Here’s what’s really happening during that “free” consultation
We get it, lawyers have a reputation for being expensive. In fact, dispelling that reputation has become the cornerstone of a lot of legal advertising. Pay nothing and receive excellent legal advice and representation. You hear it a lot, and it sounds too good to be true. Unfortunately, it very often is just that: too good to be true. In reality, there really is no such thing as a free consultation. The quality of your consultation experience might not be up to your expectations either.
We’ve put together this article to give you an insider’s perspective on what’s really happening during that “free” consultation.
1) You get what you pay for
Experienced and busy lawyers who are in high demand usually don’t have the hours in the day to commit to working for free when they have important deadlines and court dates for existing clientele who have paid for legal services.
It’s tempting to think of a free consultation similarly to how you might grab a free sample of a meal at a food court. The difference; however, is that you can be confident that the sliver of general tao at the end of that toothpick is going to taste exactly like the meal you’re about to order. Unfortunately, when it comes to lawyers, you really don’t know what you’re buying until it’s too late. By the time you realize that your lawyer has made some serious error due to inexperience or lack of attention, it’s usually too late, and that free consultation that initially filled you with confidence is already long behind you.
Like most goods and services, the market price of a product or service will tell you whether it’s in high or low demand.
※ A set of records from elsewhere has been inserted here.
// This Source Code Form is subject to the terms of the Mozilla Public
// License, v. 2.0. If a copy of the MPL was not distributed with this
// file, You can obtain one at http://mozilla.org/MPL/2.0/.

use crate::{FuzzyEq, Point, Size, Stream};

/// An affine matrix in the `[a c e; b d f; 0 0 1]` form.
#[derive(Clone, Copy, PartialEq, Debug)]
#[allow(missing_docs)]
pub struct Matrix {
    pub a: f64,
    pub b: f64,
    pub c: f64,
    pub d: f64,
    pub e: f64,
    pub f: f64,
}

impl Matrix {
    /// Constructs a new matrix.
    #[inline]
    pub fn new(a: f64, b: f64, c: f64, d: f64, e: f64, f: f64) -> Self {
        Matrix { a, b, c, d, e, f }
    }

    /// Constructs a new translate matrix.
    #[inline]
    pub fn new_translate(x: f64, y: f64) -> Self {
        Matrix::new(1.0, 0.0, 0.0, 1.0, x, y)
    }

    /// Constructs a new scale matrix.
    #[inline]
    pub fn new_scale(sx: f64, sy: f64) -> Self {
        Matrix::new(sx, 0.0, 0.0, sy, 0.0, 0.0)
    }

    /// Constructs a new rotate matrix. The angle is in radians.
    #[inline]
    pub fn new_rotate(angle: f64) -> Self {
        let a = angle.cos();
        let b = angle.sin();
        Matrix::new(a, b, -b, a, 0.0, 0.0)
    }

    /// Constructs a new rotate matrix around the specified position.
    /// The angle is in radians.
    #[inline]
    pub fn new_rotate_at(angle: f64, x: f64, y: f64) -> Self {
        let mut ts = Self::default();
        ts.append(&Matrix::new_translate(x, y));
        ts.append(&Matrix::new_rotate(angle));
        ts.append(&Matrix::new_translate(-x, -y));
        ts
    }

    /// Constructs a new skew matrix along the X axis. The angle is in degrees.
    #[inline]
    pub fn new_skew_x(angle: f64) -> Self {
        let c = angle.to_radians().tan();
        Matrix::new(1.0, 0.0, c, 1.0, 0.0, 0.0)
    }

    /// Constructs a new skew matrix along the Y axis. The angle is in degrees.
    #[inline]
    pub fn new_skew_y(angle: f64) -> Self {
        let b = angle.to_radians().tan();
        Matrix::new(1.0, b, 0.0, 1.0, 0.0, 0.0)
    }

    /// Appends a matrix to the current one.
    #[inline]
    pub fn append(&mut self, other: &Matrix) {
        *self = multiply(self, other);
    }

    /// Returns matrix's scale part.
    #[inline]
    pub fn get_scale(&self) -> (f64, f64) {
        let x_scale = (self.a * self.a + self.c * self.c).sqrt();
        let y_scale = (self.b * self.b + self.d * self.d).sqrt();
        (x_scale, y_scale)
    }

    /// Returns `true` if the matrix is default, aka `(1 0 0 1 0 0)`.
    pub fn is_default(&self) -> bool {
        self.fuzzy_eq(&Matrix::default())
    }

    /// Applies the matrix to a point.
    #[inline]
    pub fn apply(&self, p: Point) -> Point {
        Point::new(
            self.a * p.x + self.c * p.y + self.e,
            self.b * p.x + self.d * p.y + self.f,
        )
    }
}

#[inline(never)]
fn multiply(ts1: &Matrix, ts2: &Matrix) -> Matrix {
    Matrix {
        a: ts1.a * ts2.a + ts1.c * ts2.b,
        b: ts1.b * ts2.a + ts1.d * ts2.b,
        c: ts1.a * ts2.c + ts1.c * ts2.d,
        d: ts1.b * ts2.c + ts1.d * ts2.d,
        e: ts1.a * ts2.e + ts1.c * ts2.f + ts1.e,
        f: ts1.b * ts2.e + ts1.d * ts2.f + ts1.f,
    }
}

impl Default for Matrix {
    #[inline]
    fn default() -> Matrix {
        Matrix::new(1.0, 0.0, 0.0, 1.0, 0.0, 0.0)
    }
}

impl FuzzyEq for Matrix {
    fn fuzzy_eq(&self, other: &Self) -> bool {
        self.a.fuzzy_eq(&other.a)
            && self.b.fuzzy_eq(&other.b)
            && self.c.fuzzy_eq(&other.c)
            && self.d.fuzzy_eq(&other.d)
            && self.e.fuzzy_eq(&other.e)
            && self.f.fuzzy_eq(&other.f)
    }
}

/// A single transform function from a `transform` attribute.
///
/// Rotation angles are stored in radians, skew angles in degrees,
/// the same way they come out of the attribute parser.
#[derive(Clone, Copy, PartialEq, Debug)]
#[allow(missing_docs)]
pub enum TransformOp {
    Matrix {
        a: f64,
        b: f64,
        c: f64,
        d: f64,
        e: f64,
        f: f64,
    },
    Translate {
        tx: f64,
        ty: f64,
    },
    Scale {
        sx: f64,
        sy: f64,
    },
    Rotate {
        angle: f64,
        cx: f64,
        cy: f64,
    },
    SkewX {
        angle: f64,
    },
    SkewY {
        angle: f64,
    },
}

impl TransformOp {
    /// Converts the operation into an affine matrix.
    pub fn to_matrix(&self) -> Matrix {
        match *self {
            TransformOp::Matrix { a, b, c, d, e, f } => Matrix::new(a, b, c, d, e, f),
            TransformOp::Translate { tx, ty } => Matrix::new_translate(tx, ty),
            TransformOp::Scale { sx, sy } => Matrix::new_scale(sx, sy),
            TransformOp::Rotate { angle, cx, cy } => Matrix::new_rotate_at(angle, cx, cy),
            TransformOp::SkewX { angle } => Matrix::new_skew_x(angle),
            TransformOp::SkewY { angle } => Matrix::new_skew_y(angle),
        }
    }

    /// Returns the same operation without its translation part.
    ///
    /// A matrix loses `e` and `f`, a translate becomes a zero translate.
    /// Everything else is kept as is.
    pub fn scale_and_rotate(&self) -> TransformOp {
        match *self {
            TransformOp::Matrix { a, b, c, d, .. } => TransformOp::Matrix {
                a,
                b,
                c,
                d,
                e: 0.0,
                f: 0.0,
            },
            TransformOp::Translate { .. } => TransformOp::Translate { tx: 0.0, ty: 0.0 },
            op => op,
        }
    }

    /// Returns the rotation angle in radians.
    ///
    /// Only matrices and rotations contribute.
    pub fn rotation(&self) -> f64 {
        match *self {
            TransformOp::Matrix { a, b, .. } => b.atan2(a),
            TransformOp::Rotate { angle, .. } => angle,
            _ => 0.0,
        }
    }

    /// Returns the scale factors, if the operation scales anything.
    ///
    /// A matrix is decomposed as `sqrt(a² + c²)` and `sqrt(b² + d²)`.
    fn scale_factors(&self) -> Option<(f64, f64)> {
        match *self {
            TransformOp::Scale { sx, sy } => Some((sx, sy)),
            TransformOp::Matrix { a, b, c, d, .. } => {
                Some((Matrix::new(a, b, c, d, 0.0, 0.0)).get_scale())
            }
            _ => None,
        }
    }
}

/// A parsed `transform` attribute: an ordered list of transform functions.
///
/// Ancestor transforms are kept in a separate outer list,
/// with the nearest one last. Points are always transformed starting
/// from the last operation, so an element's own transform applies first.
#[derive(Clone, PartialEq, Default, Debug)]
pub struct Transform {
    /// Transform functions in the source order.
    pub ops: Vec<TransformOp>,
}

impl From<TransformOp> for Transform {
    fn from(op: TransformOp) -> Self {
        Transform { ops: vec![op] }
    }
}

impl Transform {
    /// Creates a new transform from operations.
    #[inline]
    pub fn new(ops: Vec<TransformOp>) -> Self {
        Transform { ops }
    }

    /// Parses a `transform` attribute value.
    ///
    /// Returns `None` for an empty or whitespace-only string.
    /// Unknown functions and functions with too few arguments are skipped,
    /// so the result can contain no operations at all.
    pub fn parse(text: &str) -> Option<Transform> {
        let text = text.trim();
        if text.is_empty() {
            return None;
        }

        let mut ops = Vec::new();
        let mut s = Stream::from(text);
        loop {
            // Jump to the next function name.
            s.skip_bytes(|c| !c.is_ascii_alphabetic());
            if s.at_end() {
                break;
            }

            let name = s.consume_ascii_ident();
            s.skip_spaces();
            if !s.is_curr_byte_eq(b'(') {
                continue;
            }
            s.advance(1);

            let args = match parse_args(&mut s) {
                Some(v) => v,
                None => {
                    log::debug!("Invalid arguments of the '{}' transform.", name);
                    continue;
                }
            };

            match transform_op(&name.to_ascii_lowercase(), &args) {
                Some(op) => ops.push(op),
                None => log::debug!("Transform '{}' was skipped.", name),
            }
        }

        Some(Transform { ops })
    }

    /// Applies the transform to a point.
    ///
    /// Operations are applied from the last one to the first.
    pub fn apply(&self, p: Point) -> Point {
        self.ops.iter().rev().fold(p, |p, op| op.to_matrix().apply(p))
    }

    /// Scales a size by every scale and matrix operation.
    pub fn apply_scale(&self, size: Size) -> Size {
        let mut size = size;
        for (sx, sy) in self.ops.iter().filter_map(|op| op.scale_factors()) {
            size.width *= sx;
            size.height *= sy;
        }

        size
    }

    /// Scales a single length by the smaller scale factor of each operation.
    pub fn apply_scale_value(&self, value: f64) -> f64 {
        self.ops
            .iter()
            .filter_map(|op| op.scale_factors())
            .fold(value, |v, (sx, sy)| v * sx.min(sy))
    }

    /// Returns the accumulated scale factors.
    pub fn scale(&self) -> (f64, f64) {
        self.ops
            .iter()
            .filter_map(|op| op.scale_factors())
            .fold((1.0, 1.0), |(x, y), (sx, sy)| (x * sx, y * sy))
    }

    /// Returns the sum of all rotation angles, in radians.
    pub fn rotation(&self) -> f64 {
        self.ops.iter().map(|op| op.rotation()).sum()
    }

    /// Returns the same transform with all translations removed.
    pub fn scale_and_rotate(&self) -> Transform {
        Transform {
            ops: self.ops.iter().map(|op| op.scale_and_rotate()).collect(),
        }
    }

    /// Flattens the transform into a single matrix.
    pub fn to_matrix(&self) -> Matrix {
        let mut ts = Matrix::default();
        for op in &self.ops {
            ts.append(&op.to_matrix());
        }

        ts
    }
}

/// Parses a comma/space separated numbers list up to and including the closing paren.
fn parse_args(s: &mut Stream) -> Option<Vec<f64>> {
    let mut args = Vec::new();
    loop {
        s.skip_bytes(|c| c.is_ascii_whitespace() || c == b',');
        if s.at_end() {
            return None;
        }

        if s.is_curr_byte_eq(b')') {
            s.advance(1);
            return Some(args);
        }

        let mut s2 = *s;
        match s2.parse_number() {
            Ok(n) => {
                args.push(n);
                *s = s2;
            }
            Err(_) => {
                // Drop the whole function.
                s.skip_bytes(|c| c != b')');
                if !s.at_end() {
                    s.advance(1);
                }

                return None;
            }
        }
    }
}

fn transform_op(name: &str, args: &[f64]) -> Option<TransformOp> {
    let op = match (name, args) {
        ("matrix", &[a, b, c, d, e, f]) => TransformOp::Matrix { a, b, c, d, e, f },
        ("translate", &[tx]) => TransformOp::Translate { tx, ty: 0.0 },
        ("translate", &[tx, ty, ..]) => TransformOp::Translate { tx, ty },
        ("scale", &[sx]) => TransformOp::Scale { sx, sy: sx },
        ("scale", &[sx, sy, ..]) => TransformOp::Scale { sx, sy },
        ("rotate", &[angle, cx, cy, ..]) => TransformOp::Rotate {
            angle: angle.to_radians(),
            cx,
            cy,
        },
        ("rotate", &[angle, ..]) => TransformOp::Rotate {
            angle: angle.to_radians(),
            cx: 0.0,
            cy: 0.0,
        },
        ("skewx", &[angle, ..]) => TransformOp::SkewX { angle },
        ("skewy", &[angle, ..]) => TransformOp::SkewY { angle },
        _ => return None,
    };

    Some(op)
}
The fact that your lawyer is charging a consultation fee should signal that their time is actually worth paying for. On the other hand, when you’re paying nothing for a product or services, the value of what you receive might just be reflected in the price.
2) If you’re not paying for your own consultation, you’ll be paying for someone else’s
Think about it, your lawyer has to pay for his or her office lease, support staff, malpractice insurance, law society membership fees, legal software and, very often, student debt. That money has to come from somewhere, and it usually comes from clients who’ve paid for that lawyer’s time. So, if a lawyer is giving you a free consultation, it’s because someone else has paid enough money to that lawyer to enable him or her to set aside a few hours of each week (or even each day) to provide free consultations. If you choose to proceed with a lawyer from whom you received a free consultation, you’re eventually going to be that "someone else".
3) Your lawyer’s attention during the consultation is divided
Law firm owners are always conscious of their overhead expenses, and law firm associates have intense pressure to meet billable hour targets. Therefore, in any free consultation, your lawyer’s attention is likely to be split between processing the information you’re giving to him or her, and meeting their financial obligations, either to their boss or their landlord. The pressure to convert you into a paying client will be ever-present.
Remember, a lawyer is a knowledge worker, they get paid for the contents of their minds, not their physical strength or skill with a screwdriver. If your lawyer’s mind is distracted by things that don’t have anything to do with your case, then the single most important asset that they have to offer you isn’t functioning at its best.
This distraction can be dispelled by simply paying for the consultation, so your lawyer can give you his or her full attention. In fact, he or she will likely go the extra mile for you during that first meeting if he or she knows that you’ve purchased their full attention.
4) Your lawyer’s entire calendar is divided
The reasoning in point #3 above extends to the lawyer’s entire calendar. In any given hour of any given day while the lawyer is at work, he or she has to choose to spend that hour between working for his or her clients, or soliciting new business by giving free consultations. Obviously, this results in less time working for clients who have paid for legal services, and more time giving numerous free consultations.
Lawyers who work this way often want to begin charging a consultation fee, but fear that they will meet with fewer clients. Although it is true that consultation fees result in fewer consultations, nothing could be better for the lawyer’s existing clients. With fewer free consultations filling up his or her calendar, your lawyer will be more likely to spend any given hour working for you: the client.
If there’s one thing that client’s dislike more than lawyers’ fees, it’s the speed (or more accurately, lack of speed) at which results are obtained. Of course, much of the delay experienced by clients is inherent in the justice system and is outside the hands of the lawyer, but that makes it all the more important not to give your lawyer another reason to impede his or her speed.
Admittedly, although KPA no longer offers free consultations, we did so for a long time as a way to help people who couldn’t otherwise afford legal services.
We realized that this wasn’t the best way to help others and also maximize our attention to our current clients. We’ve been able to help a lot more people by hosting free public info sessions, which are often sold out events with large audiences. These events occur after hours and ensure that our team is able to provide more focused attention to current clients during usual business hours.